DIRECTIONS —
Extract every line from the records below that contains the word "autolinks".

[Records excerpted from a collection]

────────────────────

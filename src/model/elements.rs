//! Output-side annotated element types.

use super::{BoundingBox, StructuralImage, StructuralTable};
use serde::{Deserialize, Serialize};

/// A hyperlink found in the page text.
///
/// Bracket-style Markdown links keep their display text; bare autolinks
/// use the URL itself as display text.
#[derive(Debug, Clone, PartialEq, Eq, Serialize, Deserialize)]
pub struct Link {
    /// Display text of the link
    pub text: String,

    /// Link target URL
    pub url: String,
}

impl Link {
    /// Create a link with distinct display text and URL.
    pub fn new(text: impl Into<String>, url: impl Into<String>) -> Self {
        Self {
            text: text.into(),
            url: url.into(),
        }
    }

    /// Create a bare autolink whose display text is the URL itself.
    pub fn bare(url: impl Into<String>) -> Self {
        let url = url.into();
        Self {
            text: url.clone(),
            url,
        }
    }
}

/// A structurally detected table enriched with its textual block.
///
/// `content` is `None` when no textual match existed at this table's
/// position; counts between the two detectors are allowed to disagree.
#[derive(Debug, Clone, PartialEq, Serialize, Deserialize)]
pub struct Table {
    /// Bounding box on the page
    pub bbox: BoundingBox,

    /// Number of rows detected
    pub rows: u32,

    /// Number of columns detected
    pub columns: u32,

    /// The matched Markdown table block, if any
    pub content: Option<String>,
}

impl Table {
    /// Enrich a structural table with an optional textual block.
    pub fn from_structural(structural: &StructuralTable, content: Option<String>) -> Self {
        Self {
            bbox: structural.bbox,
            rows: structural.rows,
            columns: structural.columns,
            content,
        }
    }

    /// Check whether a textual block was matched for this table.
    pub fn has_content(&self) -> bool {
        self.content.is_some()
    }
}

/// A structurally detected image enriched with its inline payload and
/// content hash.
#[derive(Debug, Clone, PartialEq, Serialize, Deserialize)]
pub struct Image {
    /// Image number on the page (1-indexed)
    pub number: u32,

    /// Bounding box on the page
    pub bbox: BoundingBox,

    /// Image width in pixels
    pub width: u32,

    /// Image height in pixels
    pub height: u32,

    /// Stored data-URI payload, if a textual match existed.
    ///
    /// Truncated at the first `=` (inclusive) regardless of image mode;
    /// the full payload survives only in the page text, and only in
    /// inline-keep mode.
    pub payload: Option<String>,

    /// MD5 hex digest of the full matched payload, if any
    pub content_hash: Option<String>,
}

impl Image {
    /// Enrich a structural image with payload and hash.
    pub fn from_structural(
        structural: &StructuralImage,
        payload: Option<String>,
        content_hash: Option<String>,
    ) -> Self {
        Self {
            number: structural.number,
            bbox: structural.bbox,
            width: structural.width,
            height: structural.height,
            payload,
            content_hash,
        }
    }

    /// Check whether a textual payload was matched for this image.
    pub fn has_payload(&self) -> bool {
        self.payload.is_some()
    }
}

/// All annotated elements found on one page.
#[derive(Debug, Clone, Default, Serialize, Deserialize)]
pub struct PageElements {
    /// Tables, one per structural entry, in structural order
    pub tables: Vec<Table>,

    /// Images, one per structural entry, in structural order
    pub images: Vec<Image>,

    /// Title lines (`#` through `######`), in document order
    pub titles: Vec<String>,

    /// List item lines, ordered items before unordered items
    pub lists: Vec<String>,

    /// Hyperlinks, Markdown-style links before autolinks
    pub links: Vec<Link>,
}

impl PageElements {
    /// Total number of annotated elements on the page.
    pub fn count(&self) -> usize {
        self.tables.len() + self.images.len() + self.titles.len() + self.lists.len()
            + self.links.len()
    }

    /// Check if no elements were found.
    pub fn is_empty(&self) -> bool {
        self.count() == 0
    }
}
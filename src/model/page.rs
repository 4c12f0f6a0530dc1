//! Input-side page types produced by the upstream extraction engine.

use super::BoundingBox;
use serde::{Deserialize, Serialize};
use std::path::PathBuf;

/// A structurally detected table on a page.
///
/// Positional only: the extraction engine locates tables by geometry and
/// reports their shape, but carries no textual content. The textual block
/// is recovered later by [`crate::scan::TableScanner`].
#[derive(Debug, Clone, PartialEq, Serialize, Deserialize)]
pub struct StructuralTable {
    /// Bounding box on the page, in page coordinates
    pub bbox: BoundingBox,

    /// Number of rows detected
    pub rows: u32,

    /// Number of columns detected
    pub columns: u32,
}

/// A structurally detected image on a page.
#[derive(Debug, Clone, PartialEq, Serialize, Deserialize)]
pub struct StructuralImage {
    /// Image number on the page (1-indexed, extraction-engine assigned)
    pub number: u32,

    /// Bounding box on the page, in page coordinates
    pub bbox: BoundingBox,

    /// Image width in pixels
    pub width: u32,

    /// Image height in pixels
    pub height: u32,
}

/// One page of extraction-engine output: raw Markdown text plus the
/// structural element lists detected alongside it.
///
/// Immutable once handed to the formatter; every output record is built
/// fresh from it.
#[derive(Debug, Clone, Serialize, Deserialize)]
pub struct PageInput {
    /// Path of the source document
    pub source_path: PathBuf,

    /// Page number (1-indexed)
    pub page_number: u32,

    /// Total number of pages in the source document
    pub page_count: u32,

    /// Raw per-page text, with tables and images embedded as Markdown
    pub text: String,

    /// Structurally detected tables, in detection order
    #[serde(default)]
    pub tables: Vec<StructuralTable>,

    /// Structurally detected images, in detection order
    #[serde(default)]
    pub images: Vec<StructuralImage>,
}

impl PageInput {
    /// Create a page input with no structural elements.
    pub fn new(
        source_path: impl Into<PathBuf>,
        page_number: u32,
        page_count: u32,
        text: impl Into<String>,
    ) -> Self {
        Self {
            source_path: source_path.into(),
            page_number,
            page_count,
            text: text.into(),
            tables: Vec::new(),
            images: Vec::new(),
        }
    }

    /// Set the structural tables and return self.
    pub fn with_tables(mut self, tables: Vec<StructuralTable>) -> Self {
        self.tables = tables;
        self
    }

    /// Set the structural images and return self.
    pub fn with_images(mut self, images: Vec<StructuralImage>) -> Self {
        self.images = images;
        self
    }

    /// Check if the page text is empty or whitespace-only.
    pub fn is_blank(&self) -> bool {
        self.text.trim().is_empty()
    }

    /// Parse an extraction-engine batch from JSON.
    ///
    /// The engine emits either a single page object or an array of them;
    /// both are accepted and normalized to a vector. Malformed shapes are
    /// reported as [`Error::Validation`](crate::error::Error::Validation).
    pub fn batch_from_json(json: &str) -> crate::error::Result<Vec<PageInput>> {
        let batch: PageBatch = serde_json::from_str(json)
            .map_err(|e| crate::error::Error::Validation(format!("not a page batch: {e}")))?;
        Ok(batch.into_pages())
    }
}

/// Extraction-engine output: a bare page record or a sequence of them.
///
/// Upstream engines emit a single object for one-page documents and an
/// array otherwise; this normalizes both to the same shape.
#[derive(Debug, Clone, Deserialize)]
#[serde(untagged)]
pub enum PageBatch {
    /// A single page record
    Single(PageInput),

    /// A sequence of page records
    Many(Vec<PageInput>),
}

impl PageBatch {
    /// Normalize to a vector of pages.
    pub fn into_pages(self) -> Vec<PageInput> {
        match self {
            PageBatch::Single(page) => vec![page],
            PageBatch::Many(pages) => pages,
        }
    }

    /// Number of pages in the batch.
    pub fn len(&self) -> usize {
        match self {
            PageBatch::Single(_) => 1,
            PageBatch::Many(pages) => pages.len(),
        }
    }

    /// Check if the batch contains no pages.
    pub fn is_empty(&self) -> bool {
        self.len() == 0
    }
}

#[cfg(test)]
mod tests {
    use super::*;

    #[test]
    fn test_page_input_new() {
        let page = PageInput::new("doc.pdf", 1, 3, "# Hello");
        assert_eq!(page.page_number, 1);
        assert_eq!(page.page_count, 3);
        assert!(page.tables.is_empty());
        assert!(page.images.is_empty());
        assert!(!page.is_blank());
    }

    #[test]
    fn test_page_input_blank() {
        let page = PageInput::new("doc.pdf", 1, 1, "  \n\t ");
        assert!(page.is_blank());
    }

    #[test]
    fn test_batch_from_json_single_object() {
        let json = r##"{
            "source_path": "doc.pdf",
            "page_number": 1,
            "page_count": 1,
            "text": "# Title"
        }"##;
        let pages = PageInput::batch_from_json(json).unwrap();
        assert_eq!(pages.len(), 1);
        assert_eq!(pages[0].text, "# Title");
    }

    #[test]
    fn test_batch_from_json_array() {
        let json = r#"[
            {"source_path": "doc.pdf", "page_number": 1, "page_count": 2, "text": "a"},
            {"source_path": "doc.pdf", "page_number": 2, "page_count": 2, "text": "b"}
        ]"#;
        let pages = PageInput::batch_from_json(json).unwrap();
        assert_eq!(pages.len(), 2);
        assert_eq!(pages[1].page_number, 2);
    }

    #[test]
    fn test_batch_from_json_missing_lists_default_empty() {
        let json = r#"{"source_path": "x.pdf", "page_number": 1, "page_count": 1, "text": ""}"#;
        let pages = PageInput::batch_from_json(json).unwrap();
        assert!(pages[0].tables.is_empty());
        assert!(pages[0].images.is_empty());
    }

    #[test]
    fn test_batch_from_json_malformed_is_validation() {
        let err = PageInput::batch_from_json(r#"{"page_number": "one"}"#).unwrap_err();
        assert!(err.is_validation());
    }

    #[test]
    fn test_structural_table_roundtrip() {
        let table = StructuralTable {
            bbox: BoundingBox::new(10.0, 20.0, 300.0, 120.0),
            rows: 4,
            columns: 3,
        };
        let json = serde_json::to_string(&table).unwrap();
        let back: StructuralTable = serde_json::from_str(&json).unwrap();
        assert_eq!(back, table);
    }
}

────────────────────

THE COMPLETED TASK —
/// Bracket-style Markdown links keep their display text; bare autolinks
    /// Hyperlinks, Markdown-style links before autolinks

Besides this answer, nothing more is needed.